<<<<

//! Output formats for exported configuration.

use crate::error::{ConfigError, Result};
use std::collections::{BTreeMap, HashMap};
use std::fmt;
use std::str::FromStr;

/// Export format.
#[derive(Debug, Clone, Copy, PartialEq, Eq, Default)]
pub enum ExportFormat {
    /// Shell `export KEY='value'` lines.
    #[default]
    Env,
    /// A pretty-printed JSON object.
    Json,
    /// A YAML mapping.
    #[cfg(feature = "yaml")]
    Yaml,
    /// `KEY=value` lines for a `.env` file.
    Dotenv,
}

impl FromStr for ExportFormat {
    type Err = ConfigError;

    fn from_str(s: &str) -> Result<Self> {
        match s.trim().to_lowercase().as_str() {
            "env" => Ok(Self::Env),
            "json" => Ok(Self::Json),
            #[cfg(feature = "yaml")]
            "yaml" | "yml" => Ok(Self::Yaml),
            "dotenv" => Ok(Self::Dotenv),
            other => Err(ConfigError::Other(format!(
                "unsupported format: {} (supported: {})",
                other,
                Self::SUPPORTED
            ))),
        }
    }
}

impl fmt::Display for ExportFormat {
    fn fmt(&self, f: &mut fmt::Formatter<'_>) -> fmt::Result {
        let name = match self {
            Self::Env => "env",
            Self::Json => "json",
            #[cfg(feature = "yaml")]
            Self::Yaml => "yaml",
            Self::Dotenv => "dotenv",
        };
        f.write_str(name)
    }
}

impl ExportFormat {
    #[cfg(feature = "yaml")]
    const SUPPORTED: &'static str = "env, json, yaml, dotenv";
    #[cfg(not(feature = "yaml"))]
    const SUPPORTED: &'static str = "env, json, dotenv";

    /// Format `data` with keys in sorted order.
    ///
    /// # Errors
    ///
    /// Returns [`ConfigError::ParseError`] if serialization fails.
    pub fn format(self, data: &HashMap<String, String>) -> Result<String> {
        let sorted: BTreeMap<&str, &str> = data.iter().map(|(k, v)| (k.as_str(), v.as_str())).collect();
        match self {
            Self::Env => Ok(format_env(&sorted)),
            Self::Json => format_json(&sorted),
            #[cfg(feature = "yaml")]
            Self::Yaml => format_yaml(&sorted),
            Self::Dotenv => Ok(format_dotenv(&sorted)),
        }
    }
}

fn format_env(data: &BTreeMap<&str, &str>) -> String {
    data.iter()
        .map(|(key, value)| format!("export {}='{}'", key, value.replace('\'', r"'\''")))
        .collect::<Vec<_>>()
        .join("\n")
}

fn format_json(data: &BTreeMap<&str, &str>) -> Result<String> {
    if data.is_empty() {
        return Ok("{}".to_string());
    }
    serde_json::to_string_pretty(data)
        .map_err(|e| ConfigError::ParseError(format!("failed to format as JSON: {}", e)))
}

#[cfg(feature = "yaml")]
fn format_yaml(data: &BTreeMap<&str, &str>) -> Result<String> {
    if data.is_empty() {
        return Ok("{}".to_string());
    }
    serde_yaml::to_string(data)
        .map_err(|e| ConfigError::ParseError(format!("failed to format as YAML: {}", e)))
}

fn format_dotenv(data: &BTreeMap<&str, &str>) -> String {
    data.iter()
        .map(|(key, value)| {
            if value.contains([' ', '\t', '\n', '"', '\'', '$']) {
                format!("{}=\"{}\"", key, value.replace('"', "\\\""))
            } else {
                format!("{}={}", key, value)
            }
        })
        .collect::<Vec<_>>()
        .join("\n")
}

>>>>

• **PROBLEM REQUIREMENTS**
Scan the records for lines that hold "value", and reproduce each one you find.

• **ANSWER TO THIS TASK**
    /// Shell `export KEY='value'` lines.
    /// `KEY=value` lines for a `.env` file.
        .map(|(key, value)| format!("export {}='{}'", key, value.replace('\'', r"'\''")))
        .map(|(key, value)| {
            if value.contains([' ', '\t', '\n', '"', '\'', '$']) {
                format!("{}=\"{}\"", key, value.replace('"', "\\\""))
                format!("{}={}", key, value)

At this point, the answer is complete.